On distingue 3 Communautés (française, flamande et germanophone) et 3 Régions (wallonne, flamande et bruxelloise). Elles sont communément appelées « entités fédérées ».
L’entité politique qui réunit les francophones de Belgique porte le nom de Communauté française de Belgique. Elle est dotée de compétences liées aux personnes (culture, enseignement, audiovisuel, aide aux personne, protection de la langue …).
Pour les matières liées au sol (aménagement du territoire, urbanisme, environnement, forêt/eau, agriculture, transport en commun…), les entités compétentes sont la Région wallonne et la Région de Bruxelles-Capitale.

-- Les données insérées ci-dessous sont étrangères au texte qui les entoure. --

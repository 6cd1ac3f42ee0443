use serde::Serialize;
use std::fmt;

use super::spectrum::{Band, BandLevels};

const BAR_WIDTH: usize = 20;
const BAR_FILLED: char = '█';
const BAR_EMPTY: char = '░';
/// Scale used for the band rows of the report.
const BAR_MIN_DB: f64 = -60.0;
const BAR_MAX_DB: f64 = 0.0;

#[derive(Clone, Copy, Debug, PartialEq, Eq, Serialize)]
#[serde(rename_all = "snake_case")]
pub enum Quality {
    Excellent,
    Good,
    Fair,
    Poor,
    VeryPoor,
}

impl Quality {
    pub fn label(self) -> &'static str {
        match self {
            Quality::Excellent => "Excellent (Studio quality)",
            Quality::Good => "Good (Clean recording)",
            Quality::Fair => "Fair (Some processing needed)",
            Quality::Poor => "Poor (Heavy processing required)",
            Quality::VeryPoor => "Very Poor (Consider different location)",
        }
    }
}

impl fmt::Display for Quality {
    fn fmt(&self, f: &mut fmt::Formatter<'_>) -> fmt::Result {
        f.write_str(self.label())
    }
}

/// First matching tier wins; the tiers overlap.
pub fn quality(avg: f64, range: f64) -> Quality {
    if avg < -35.0 && range > 30.0 {
        Quality::Excellent
    } else if avg < -25.0 && range > 25.0 {
        Quality::Good
    } else if avg < -15.0 && range > 20.0 {
        Quality::Fair
    } else if avg < -10.0 {
        Quality::Poor
    } else {
        Quality::VeryPoor
    }
}

#[derive(Clone, Copy, Debug, PartialEq, Eq, Serialize)]
#[serde(rename_all = "snake_case")]
pub enum Issue {
    LowFrequencyNoise,
    MidLowNoise,
    HighFrequencyNoise,
    LowDynamicRange,
    HighAmbientNoise,
    VeryQuiet,
    /// Reported alone when nothing else fires
    Clean,
}

impl Issue {
    pub fn message(self) -> &'static str {
        match self {
            Issue::LowFrequencyNoise => "Heavy low-frequency noise (AC, traffic, rumble)",
            Issue::MidLowNoise => "Mid-low noise (voices, machinery)",
            Issue::HighFrequencyNoise => "High-frequency noise (insects, electronics)",
            Issue::LowDynamicRange => "Low dynamic range (compressed/noisy)",
            Issue::HighAmbientNoise => "High ambient noise level",
            Issue::VeryQuiet => "Very quiet environment",
            Issue::Clean => "Relatively clean environment",
        }
    }
}

impl fmt::Display for Issue {
    fn fmt(&self, f: &mut fmt::Formatter<'_>) -> fmt::Result {
        f.write_str(self.message())
    }
}

/// Independent threshold checks over the band levels. `mid` and `mid_high`
/// take no part in any check.
pub fn diagnose(
    low: f64,
    mid_low: f64,
    _mid: f64,
    _mid_high: f64,
    high: f64,
    avg: f64,
    range: f64,
) -> Vec<Issue> {
    let checks = [
        (low > -20.0, Issue::LowFrequencyNoise),
        (mid_low > -15.0, Issue::MidLowNoise),
        (high > -10.0, Issue::HighFrequencyNoise),
        (range < 20.0, Issue::LowDynamicRange),
        (avg > -10.0, Issue::HighAmbientNoise),
        (avg < -40.0, Issue::VeryQuiet),
    ];

    let issues: Vec<Issue> = checks
        .iter()
        .filter(|(fired, _)| *fired)
        .map(|(_, issue)| *issue)
        .collect();

    if issues.is_empty() {
        vec![Issue::Clean]
    } else {
        issues
    }
}

/// Fixed-width bar for `value` on a linear `[min, max]` scale.
pub fn bar_chart(value: f64, min: f64, max: f64) -> String {
    let normalized = ((value - min) / (max - min)).clamp(0.0, 1.0);
    let filled = (normalized * BAR_WIDTH as f64).round() as usize;
    let mut bar = String::with_capacity(BAR_WIDTH * 3);
    bar.extend(std::iter::repeat(BAR_FILLED).take(filled));
    bar.extend(std::iter::repeat(BAR_EMPTY).take(BAR_WIDTH - filled));
    bar
}

/// Everything the diagnostic text block shows.
#[derive(Clone, Debug, Serialize)]
pub struct EnvironmentReport {
    pub levels: BandLevels,
    pub quality: Quality,
    pub issues: Vec<Issue>,
}

impl EnvironmentReport {
    pub fn new(levels: BandLevels) -> Self {
        let issues = diagnose(
            levels.low,
            levels.mid_low,
            levels.mid,
            levels.mid_high,
            levels.high,
            levels.average,
            levels.dynamic_range,
        );
        Self {
            quality: quality(levels.average, levels.dynamic_range),
            levels,
            issues,
        }
    }
}

impl fmt::Display for EnvironmentReport {
    fn fmt(&self, f: &mut fmt::Formatter<'_>) -> fmt::Result {
        writeln!(f, "Environment Analysis Results:")?;
        writeln!(f, "{}", "─".repeat(32))?;
        writeln!(f, "Frequency Band Analysis:")?;
        for band in Band::ALL {
            let value = self.levels.get(band);
            writeln!(
                f,
                "{:<24}{:.1} dB  {}",
                format!("{}:", band.label()),
                value,
                bar_chart(value, BAR_MIN_DB, BAR_MAX_DB)
            )?;
        }
        writeln!(f)?;
        writeln!(f, "Overall Metrics:")?;
        writeln!(f, "{:<24}{:.1} dB", "Average Level:", self.levels.average)?;
        writeln!(f, "{:<24}{:.1} dB", "Dynamic Range:", self.levels.dynamic_range)?;
        writeln!(f, "{:<24}{}", "Environment Quality:", self.quality)?;
        writeln!(f)?;
        write!(f, "Detected Issues:")?;
        for issue in &self.issues {
            write!(f, "\n• {}", issue)?;
        }
        Ok(())
    }
}

#[cfg(test)]
mod tests {
    use super::*;

    fn levels(low: f64, mid_low: f64, mid: f64, mid_high: f64, high: f64, range: f64) -> BandLevels {
        BandLevels {
            low,
            mid_low,
            mid,
            mid_high,
            high,
            average: (low + mid_low + mid + mid_high + high) / 5.0,
            dynamic_range: range,
        }
    }

    #[test]
    fn quality_takes_first_matching_tier() {
        // satisfies every tier; must stop at the first
        assert_eq!(quality(-40.0, 40.0), Quality::Excellent);
        assert_eq!(quality(-40.0, 28.0), Quality::Good);
        assert_eq!(quality(-30.0, 40.0), Quality::Good);
        assert_eq!(quality(-20.0, 22.0), Quality::Fair);
        assert_eq!(quality(-40.0, 5.0), Quality::Poor);
        assert_eq!(quality(-12.0, 50.0), Quality::Poor);
        assert_eq!(quality(-10.0, 50.0), Quality::VeryPoor);
        assert_eq!(quality(-5.0, 0.0), Quality::VeryPoor);
    }

    #[test]
    fn quality_boundaries_are_strict() {
        assert_eq!(quality(-35.0, 31.0), Quality::Good);
        assert_eq!(quality(-36.0, 30.0), Quality::Good);
    }

    #[test]
    fn issues_are_independent() {
        let issues = diagnose(-10.0, -10.0, -5.0, -5.0, -5.0, -5.0, 10.0);
        assert_eq!(
            issues,
            vec![
                Issue::LowFrequencyNoise,
                Issue::MidLowNoise,
                Issue::HighFrequencyNoise,
                Issue::LowDynamicRange,
                Issue::HighAmbientNoise,
            ]
        );
    }

    #[test]
    fn quiet_room_reports_only_quiet() {
        let issues = diagnose(-50.0, -50.0, -50.0, -50.0, -50.0, -50.0, 35.0);
        assert_eq!(issues, vec![Issue::VeryQuiet]);
    }

    #[test]
    fn nothing_fired_is_clean() {
        let issues = diagnose(-30.0, -30.0, -30.0, -30.0, -30.0, -30.0, 25.0);
        assert_eq!(issues, vec![Issue::Clean]);
    }

    #[test]
    fn bar_chart_ratio() {
        assert_eq!(bar_chart(-60.0, -60.0, 0.0), "░".repeat(20));
        assert_eq!(bar_chart(0.0, -60.0, 0.0), "█".repeat(20));
        assert_eq!(bar_chart(-30.0, -60.0, 0.0), format!("{}{}", "█".repeat(10), "░".repeat(10)));
        // clamped outside the scale
        assert_eq!(bar_chart(-96.0, -60.0, 0.0), "░".repeat(20));
        assert_eq!(bar_chart(12.0, -60.0, 0.0), "█".repeat(20));
    }

    #[test]
    fn report_layout() {
        let report = EnvironmentReport::new(levels(-30.0, -40.0, -45.0, -50.0, -55.0, 35.0));
        let text = report.to_string();
        let lines: Vec<&str> = text.lines().collect();

        assert_eq!(lines[0], "Environment Analysis Results:");
        assert_eq!(lines[1], "─".repeat(32));
        assert_eq!(lines[2], "Frequency Band Analysis:");
        assert_eq!(
            lines[3],
            format!("Low Freq (0-100Hz):     -30.0 dB  {}{}", "█".repeat(10), "░".repeat(10))
        );
        assert!(lines[4].starts_with("Mid-Low (100-300Hz):    -40.0 dB  "));
        assert!(lines[5].starts_with("Mid Freq (300-800Hz):   -45.0 dB  "));
        assert!(lines[6].starts_with("Mid-High (800-1200Hz):  -50.0 dB  "));
        assert!(lines[7].starts_with("High Freq (1200Hz+):    -55.0 dB  "));
        assert_eq!(lines[8], "");
        assert_eq!(lines[9], "Overall Metrics:");
        assert_eq!(lines[10], "Average Level:          -44.0 dB");
        assert_eq!(lines[11], "Dynamic Range:          35.0 dB");
        assert_eq!(lines[12], "Environment Quality:    Excellent (Studio quality)");
        assert_eq!(lines[13], "");
        assert_eq!(lines[14], "Detected Issues:");
        assert_eq!(lines[15], "• Very quiet environment");
        assert_eq!(lines.len(), 16);
    }
}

Au sein de cette dernière, les francophones (qui constituent quelque 90% de la population bruxelloise) se reconnaissent par le biais de la Commission communautaire française (COCOF).
Le modèle fédéral belge se caractérise par un certain nombre de spécificités. Parmi les plus marquantes, il convient de souligner :
- l’équipollence (absence de hiérarchie juridique) entre l’État fédéral et les entités fédérées;
- la répartition exclusive des compétences (sans interférence ni pouvoir de dépenser de l'État fédéral);
- la structure bi-face des entités fédérées : les Communautés, strictement délimitées sur le plan territorial, gèrent les compétences ayant traits aux personnes tandis que les Régions gèrent les compétences liés au territoire;
- le prolongement international des compétences internes. Ceci conduit, par exemple, les entités fédérées à signer des traités avec des États, à participer aux instances internationales et à désigner leurs propres représentants au sein des postes diplomatiques.